Nummer 16 was de woning van Emanuel Mendels, geboren op 17 december 1901 in Arnhem, en Johanna Mendels-de Leeuw, geboren op 10 januari 1911 in Doetinchem. Ze trouwden op 2 augustus 1933 in Arnhem. Negen jaar later, in juni 1942, kregen ze een doodgeboren kindje.
Emanuel werd rond zijn achtste jaar stilaan doof. Hij verbleef daarom van september 1909 tot juli 1916 in het doveninstituut Guyot in Groningen. Hier werd hij opgeleid tot schrijnwerker: ambachtelijk timmerman en meubelmaker. Op de groepsfoto die gemaakt werd bij zijn vertrek uit Groningen staat hij derde van rechts op de achterste rij.
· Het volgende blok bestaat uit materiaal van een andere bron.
//! TPM text output.
//!
//! Writes a [`Document`] in the layout TPM tools expect:
//!
//! ```text
//! mesh "Box"
//! {
//!     v = (0,0,0)
//! }
//!
//! ```
//!
//! One tab indents each property and a blank line follows every block.

use thiserror::Error;

use super::document::{Block, Document};
use super::lexer::is_identifier;

/// Values the text format cannot represent.
///
/// `context` names where the value came from, e.g. `material "Bark" colormap`.
#[derive(Error, Debug, Clone, PartialEq, Eq)]
pub enum ExportConstraintError {
    #[error("{context}: strings cannot contain '\"'")]
    QuoteInString { context: String },

    #[error("{context}: strings cannot contain line breaks")]
    LineBreakInString { context: String },

    #[error("{context}: value is empty")]
    EmptyValue { context: String },

    #[error("{context}: value has leading or trailing whitespace")]
    PaddedValue { context: String },

    #[error("{context}: value has an unmatched '\"'")]
    UnbalancedQuotes { context: String },

    #[error("{context}: number is not finite")]
    NonFiniteNumber { context: String },

    #[error("`{identifier}` is not a valid block type or property key")]
    InvalidIdentifier { identifier: String },
}

fn is_line_break(c: char) -> bool {
    c == '\n' || c == '\r'
}

/// Check text that will be written inside double quotes.
pub fn check_string(context: &str, s: &str) -> Result<(), ExportConstraintError> {
    if s.contains('"') {
        return Err(ExportConstraintError::QuoteInString {
            context: context.to_string(),
        });
    }
    if s.contains(is_line_break) {
        return Err(ExportConstraintError::LineBreakInString {
            context: context.to_string(),
        });
    }
    Ok(())
}

/// Check a raw property value reads back unchanged.
pub fn check_value(context: &str, value: &str) -> Result<(), ExportConstraintError> {
    let context = || context.to_string();

    if value.contains(is_line_break) {
        return Err(ExportConstraintError::LineBreakInString { context: context() });
    }
    if value.trim().is_empty() {
        return Err(ExportConstraintError::EmptyValue { context: context() });
    }
    if value.trim() != value {
        return Err(ExportConstraintError::PaddedValue { context: context() });
    }
    if value.matches('"').count() % 2 != 0 {
        return Err(ExportConstraintError::UnbalancedQuotes { context: context() });
    }
    Ok(())
}

fn check_identifier(identifier: &str) -> Result<(), ExportConstraintError> {
    if is_identifier(identifier) {
        Ok(())
    } else {
        Err(ExportConstraintError::InvalidIdentifier {
            identifier: identifier.to_string(),
        })
    }
}

fn write_block(out: &mut String, block: &Block) -> Result<(), ExportConstraintError> {
    check_identifier(&block.block_type)?;

    match &block.name {
        Some(name) => {
            check_string(&block.label(), name)?;
            out.push_str(&format!("{} \"{}\"\n", block.block_type, name));
        }
        None => {
            out.push_str(&format!("{}\n", block.block_type));
        }
    }
    out.push_str("{\n");

    for property in &block.properties {
        check_identifier(&property.key)?;
        check_value(
            &format!("{} {}", block.label(), property.key),
            &property.value,
        )?;
        out.push_str(&format!("\t{} = {}\n", property.key, property.value));
    }

    out.push_str("}\n\n");
    Ok(())
}

/// Render a document as TPM text.
pub fn write_document(document: &Document) -> Result<String, ExportConstraintError> {
    let mut out = String::new();

    for block in &document.blocks {
        write_block(&mut out, block)?;
    }

    log::debug!(
        "Wrote TPM document with {} blocks ({} bytes)",
        document.len(),
        out.len()
    );
    Ok(out)
}

#[cfg(test)]
mod tests {
    use super::*;
    use crate::tpm::parse_tpm;
    use pretty_assertions::assert_eq;

    #[test]
    fn test_write_layout() {
        let mut doc = Document::new();
        doc.push(Block::new("fileinfo", None).with_property("formatversion", "1.0.1"));
        doc.push(
            Block::new("material", Some("Bark".to_string()))
                .with_property("colormap", "\"bark.bmp\""),
        );

        let text = write_document(&doc).unwrap();
        assert_eq!(
            text,
            "fileinfo\n{\n\tformatversion = 1.0.1\n}\n\nmaterial \"Bark\"\n{\n\tcolormap = \"bark.bmp\"\n}\n\n"
        );
    }

    #[test]
    fn test_parse_write_parse_is_stable() {
        let source = r#"
// header comment
fileinfo
{
formatversion = 1.0.1
}
mesh "Box" {
   m = "a"
   m = "b"
   v = (0, 0, 0)
   note = 1 // kept
}
custom
{
}
"#;
        let doc = parse_tpm(source).unwrap();
        let text = write_document(&doc).unwrap();
        let reparsed = parse_tpm(&text).unwrap();
        assert_eq!(reparsed, doc);
        assert_eq!(write_document(&reparsed).unwrap(), text);
    }

    #[test]
    fn test_quote_in_name_rejected() {
        let mut doc = Document::new();
        doc.push(Block::new("material", Some("Bad\"Name".to_string())));

        assert!(matches!(
            write_document(&doc),
            Err(ExportConstraintError::QuoteInString { .. })
        ));
    }

    #[test]
    fn test_invalid_identifiers_rejected() {
        let mut doc = Document::new();
        doc.push(Block::new("bad type", None));
        assert_eq!(
            write_document(&doc).unwrap_err(),
            ExportConstraintError::InvalidIdentifier {
                identifier: "bad type".to_string()
            }
        );

        let mut doc = Document::new();
        doc.push(Block::new("mesh", Some("A".to_string())).with_property("x y", "1"));
        assert!(matches!(
            write_document(&doc),
            Err(ExportConstraintError::InvalidIdentifier { .. })
        ));
    }

    #[test]
    fn test_line_break_rejected() {
        assert!(matches!(
            check_string("fileinfo comments", "two\nlines"),
            Err(ExportConstraintError::LineBreakInString { .. })
        ));

        let mut doc = Document::new();
        doc.push(Block::new("custom", None).with_property("value", "a\rb"));
        assert!(matches!(
            write_document(&doc),
            Err(ExportConstraintError::LineBreakInString { .. })
        ));
    }

    #[test]
    fn test_unreadable_values_rejected() {
        let write = |value: &str| {
            let mut doc = Document::new();
            doc.push(Block::new("fileinfo", None).with_property("version", value));
            write_document(&doc)
        };

        assert_eq!(
            write("").unwrap_err(),
            ExportConstraintError::EmptyValue {
                context: "fileinfo version".to_string()
            }
        );
        assert!(matches!(
            write("  "),
            Err(ExportConstraintError::EmptyValue { .. })
        ));
        assert!(matches!(
            write(" 2"),
            Err(ExportConstraintError::PaddedValue { .. })
        ));
        assert!(matches!(
            write("\"open"),
            Err(ExportConstraintError::UnbalancedQuotes { .. })
        ));
        assert!(write("\"a\",\"b\"").is_ok());
    }
}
In hun trouwakte van 1933 staat vermeld dat Emanuel slager was. Denkbaar is dat hij toen in dienst was bij zijn buurman Aharon Hartog, die met zijn broer Alexander op Walderstraat 17 een koosjere slagerij bestierde. Johanna werkte als naaister.
Emanuel was zoon van Mordechai Mendels en Maria Mendels-Dasberg, beiden geboren in 1876. Emanuel had twee zusters en één broer. Allen lieten het leven in Auschwitz dan wel Sobibor.
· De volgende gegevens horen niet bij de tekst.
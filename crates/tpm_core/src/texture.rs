//! Texture path handling for material maps.
//!
//! TPM material maps are plain path strings. On export only the file name is
//! kept. On import a map is looked up relative to a search root, either by
//! file name alone or by its full relative path.

use std::path::{Path, PathBuf};

use crate::options::ImportOptions;

/// The file-name component of a map path.
///
/// Both `/` and `\` count as separators, since TPM files are authored on
/// Windows and read everywhere.
pub fn strip_directories(map: &str) -> &str {
    map.rsplit(|c| c == '/' || c == '\\').next().unwrap_or(map)
}

/// Where texture maps are looked up on import.
#[derive(Clone, Debug, PartialEq, Eq)]
pub struct TexturePathPolicy {
    /// Directory map paths are joined onto
    pub search_root: PathBuf,

    /// Drop the directory part of map paths before joining
    pub strip_directories: bool,
}

impl TexturePathPolicy {
    pub fn new(search_root: impl Into<PathBuf>, strip_directories: bool) -> Self {
        Self {
            search_root: search_root.into(),
            strip_directories,
        }
    }

    /// Policy for a TPM file located in `tpm_dir`.
    ///
    /// The options' texture root overrides the file's own directory.
    pub fn from_options(options: &ImportOptions, tpm_dir: &Path) -> Self {
        let search_root = options
            .texture_root
            .clone()
            .unwrap_or_else(|| tpm_dir.to_path_buf());

        Self::new(search_root, options.strip_texture_directories)
    }

    /// Full path a map is expected at.
    pub fn resolve(&self, map: &str) -> PathBuf {
        if self.strip_directories {
            self.search_root.join(strip_directories(map))
        } else {
            self.search_root.join(map.replace('\\', "/"))
        }
    }

    /// Resolve a map and check it with a host-supplied existence test.
    ///
    /// A missing texture is not an error for the import; it is logged and
    /// `None` is returned so the host can leave the slot empty.
    pub fn locate(&self, map: &str, exists: impl Fn(&Path) -> bool) -> Option<PathBuf> {
        let path = self.resolve(map);
        if exists(&path) {
            Some(path)
        } else {
            log::warn!("Texture `{}` not found at {}", map, path.display());
            None
        }
    }
}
Johanna, de echtgenote van Emanuel, kwam uit het gezin met drie dochters van Samuel de Leeuw (1881) en Judith de Leeuw-Meijers (1877). Slechts één van hen overleefde de oorlog.
Gevlucht uit Westerbork?
Emanuel en Johanna werden tijdens de grote, landelijke razzia in het weekend van 3, 4 en 5 oktober 1942 opgepakt en afgevoerd naar doorgangskamp Westerbork. Althans, dat vermeldt hun Joodse Raad-kaart. Maar het echtpaar bleek ook ondergedoken te zijn geweest op het adres Valkenweg 80 in Apeldoorn. Het is niet duidelijk wat er tussen 3,4 en 5 oktober en 25 april 1943 gebeurd is, toen Emanuel en Johanna op bovengenoemd adres door de nazi’s werden gearresteerd. De aantekeningen op de Joodse Raad-kaarten waren lang niet altijd betrouwbaar. Dat gold met name voor de notities die in oktober 1942 werden aangebracht. Het aantal gevangenen in Kamp Westerbork groeide in dat weekend van drie- naar vijftienduizend. De administratie liep daardoor helemaal vast en vervolgens behoorlijk achter.
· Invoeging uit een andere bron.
#[cfg(test)]
mod tests {
    use super::*;
    use crate::faces::AlphaFacePolicy;
    use pretty_assertions::assert_eq;

    fn leaf_scene() -> Scene {
        let mut scene = Scene::new();

        let mut leaf = Material::new("Leaf");
        leaf.color_map = Some("C:\\art\\leaf.bmp".to_string());
        leaf.opacity_map = Some("maps/leaf_a.bmp".to_string());
        scene.materials.push(leaf);
        scene.materials.push(Material::new("Bark"));

        let mut mesh = Mesh::new("Tree");
        mesh.material_names = vec!["Leaf".to_string(), "Bark".to_string()];
        mesh.positions = vec![Vec3::ZERO, Vec3::X, Vec3::Y];
        mesh.uvs = vec![Vec2::ZERO];
        mesh.normals = vec![Vec3::Z];
        mesh.faces = vec![
            Face {
                vertices: [0, 1, 2],
                uvs: [0, 0, 0],
                normals: [0, 0, 0],
                material: 1,
            },
            Face {
                vertices: [0, 1, 2],
                uvs: [0, 0, 0],
                normals: [0, 0, 0],
                material: 0,
            },
        ];
        scene.meshes.push(mesh);

        scene.instances.push(Instance::new("Tree01", "Tree"));
        scene
    }

    fn values<'a>(block: &'a Block, key: &'a str) -> Vec<&'a str> {
        block.all(key).map(|p| p.value.as_str()).collect()
    }

    #[test]
    fn test_canonical_block_order() {
        let mut scene = leaf_scene();
        scene.bones.push(Bone::new("$JTree00", Vec3::ZERO, Vec3::ZERO));
        scene.passthrough.push(Block::new("custom", None));

        let doc = lower_scene(&scene, &ExportOptions::default()).unwrap();
        let labels: Vec<String> = doc.blocks.iter().map(Block::label).collect();
        assert_eq!(
            labels,
            vec![
                "fileinfo",
                "material \"Leaf\"",
                "material \"Bark\"",
                "mesh \"Tree\"",
                "bone \"$JTree00\"",
                "instance \"Tree01\"",
                "custom",
            ]
        );
        assert_eq!(values(&doc.blocks[0], "formatversion"), vec!["1.0.1"]);
    }

    #[test]
    fn test_map_directories_stripped() {
        let doc = lower_scene(&leaf_scene(), &ExportOptions::default()).unwrap();
        let leaf = &doc.blocks[1];
        assert_eq!(values(leaf, "colormap"), vec!["\"leaf.bmp\""]);
        assert_eq!(values(leaf, "opacitymap"), vec!["\"leaf_a.bmp\""]);
    }

    #[test]
    fn test_double_sided_alpha_faces() {
        let options = ExportOptions {
            alpha_faces: AlphaFacePolicy::DoubleSided,
            ..ExportOptions::default()
        };
        let doc = lower_scene(&leaf_scene(), &options).unwrap();
        assert_eq!(
            values(&doc.blocks[3], "f"),
            vec![
                "(1,2,3),(1,1,1),(1,1,1),2",
                "(1,2,3),(1,1,1),(1,1,1),1",
                "(1,3,2),(1,1,1),(1,1,1),1",
            ]
        );
    }

    #[test]
    fn test_sort_and_reflect() {
        let options = ExportOptions {
            alpha_faces: AlphaFacePolicy::DoubleSided,
            reflect_back_normals: true,
            sort_faces_by_material: true,
            default_file_info: None,
        };
        let doc = lower_scene(&leaf_scene(), &options).unwrap();
        let mesh = &doc.blocks[2];
        assert_eq!(mesh.label(), "mesh \"Tree\"");
        assert_eq!(values(mesh, "n"), vec!["(0,0,1)", "(0,0,-1)"]);
        assert_eq!(
            values(mesh, "f"),
            vec![
                "(1,2,3),(1,1,1),(1,1,1),1",
                "(1,3,2),(1,1,1),(2,2,2),1",
                "(1,2,3),(1,1,1),(1,1,1),2",
            ]
        );
    }

    #[test]
    fn test_quote_in_name_fails_export() {
        let mut scene = leaf_scene();
        scene.instances[0].name = "Tree\"01".to_string();

        let err = lower_scene(&scene, &ExportOptions::default()).unwrap_err();
        assert!(matches!(
            err,
            TpmError::Export(ExportConstraintError::QuoteInString { .. })
        ));
    }

    #[test]
    fn test_non_finite_fails_export() {
        let mut scene = leaf_scene();
        scene.instances[0].scale = f32::NAN;

        let err = lower_scene(&scene, &ExportOptions::default()).unwrap_err();
        assert!(matches!(
            err,
            TpmError::Export(ExportConstraintError::NonFiniteNumber { .. })
        ));
    }

    #[test]
    fn test_skin_validation() {
        let mut scene = Scene::new();
        let mut mesh = Mesh::new("Raptor");
        mesh.positions = vec![Vec3::ZERO, Vec3::X];
        scene.skins.push(Skin::new(mesh.clone(), vec![0]));

        let err = lower_scene(&scene, &ExportOptions::default()).unwrap_err();
        assert!(matches!(
            err,
            TpmError::Build(BuildError::BoneCountMismatch {
                vertices: 2,
                bone_indices: 1,
                ..
            })
        ));

        scene.skins[0] = Skin::new(mesh.clone(), vec![0, 100]);
        let err = lower_scene(&scene, &ExportOptions::default()).unwrap_err();
        assert!(matches!(
            err,
            TpmError::Build(BuildError::InvalidBoneIndex { vertex: 2, index: 100, .. })
        ));

        scene.skins[0] = Skin::new(mesh, vec![0, 7]);
        let doc = lower_scene(&scene, &ExportOptions::default()).unwrap();
        assert_eq!(values(&doc.blocks[1], "v"), vec!["(0,0,0),0", "(1,0,0),7"]);
    }

    #[test]
    fn test_dangling_instance_fails_export() {
        let mut scene = leaf_scene();
        scene.instances.push(Instance::new("Ghost01", "Ghost"));

        assert!(matches!(
            lower_scene(&scene, &ExportOptions::default()),
            Err(TpmError::Build(BuildError::DanglingReference { .. }))
        ));
    }

    #[test]
    fn test_empty_file_version_fails_export() {
        let mut scene = leaf_scene();
        scene.file_info = Some(FileInfo {
            version: Some(String::new()),
            ..FileInfo::default()
        });

        let err = lower_scene(&scene, &ExportOptions::default()).unwrap_err();
        assert_eq!(
            err,
            TpmError::Export(ExportConstraintError::EmptyValue {
                context: "fileinfo version".to_string()
            })
        );

        scene.file_info = Some(FileInfo {
            version: Some(" 3 ".to_string()),
            ..FileInfo::default()
        });
        assert!(matches!(
            lower_scene(&scene, &ExportOptions::default()),
            Err(TpmError::Export(ExportConstraintError::PaddedValue { .. }))
        ));
    }

    #[test]
    fn test_duplicate_names_fail_export() {
        let mut scene = leaf_scene();
        scene.materials.push(Material::new("Bark"));
        assert_eq!(
            lower_scene(&scene, &ExportOptions::default()).unwrap_err(),
            TpmError::Build(BuildError::DuplicateName {
                entity: "material \"Bark\"".to_string()
            })
        );

        let mut scene = leaf_scene();
        let tree = scene.meshes[0].clone();
        scene.skins.push(Skin::new(tree, vec![0, 0, 0]));
        assert_eq!(
            lower_scene(&scene, &ExportOptions::default()).unwrap_err(),
            TpmError::Build(BuildError::DuplicateName {
                entity: "skin \"Tree\"".to_string()
            })
        );

        let mut scene = leaf_scene();
        scene.instances.push(Instance::new("Tree01", "Tree"));
        assert!(matches!(
            lower_scene(&scene, &ExportOptions::default()),
            Err(TpmError::Build(BuildError::DuplicateName { .. }))
        ));

        // Same name in different collections is fine
        let mut scene = leaf_scene();
        scene.meshes[0].name = "Leaf".to_string();
        scene.instances[0].mesh = "Leaf".to_string();
        assert!(lower_scene(&scene, &ExportOptions::default()).is_ok());
    }

    #[test]
    fn test_bone_names_checked_on_export() {
        let mut scene = leaf_scene();
        scene.bones.push(Bone::new("Elbow", Vec3::ZERO, Vec3::ZERO));
        assert_eq!(
            lower_scene(&scene, &ExportOptions::default()).unwrap_err(),
            TpmError::Build(BuildError::InvalidBoneName {
                name: "Elbow".to_string()
            })
        );

        scene.bones[0].name = "$JTree01".to_string();
        scene.bones.push(Bone::new("$JTree01", Vec3::ZERO, Vec3::ZERO));
        assert!(matches!(
            lower_scene(&scene, &ExportOptions::default()),
            Err(TpmError::Build(BuildError::DuplicateName { .. }))
        ));
    }
}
Een verzetsgroep bracht regelmatig Joden onder in Apeldoorn-Zuid, destijds een vrij nieuwe woonwijk. Uit onderzoek is gebleken dat enkele adressen in Apeldoorn, waaronder Valkenweg 80, in de laatste week van april 1943 grondig werden doorzocht.
Hoe het ook zij, op 26 april 1943, werden Emanuel en Johanna naar Westerbork gedeporteerd, waar ze bij aankomst in barak 66 terecht kwamen. De zwarte hoofdletter ‘S’ rechtsboven op hun kaart verwijst naar ‘straf ‘en wel omdat ze ervan verdacht werden van woonplaats te zijn veranderd zonder de daartoe vereiste vergunning te hebben.
De volgende dag volgde transport naar Sobibor waar Johanna en Emanuel, samen met zoveel anderen, op 30 april werden vermoord.
Emanuel wordt gememoreerd op www.dovenshoa.nl, een site waarop alle Nederlandse dove Joodse slachtoffers van het naziregime worden herdacht.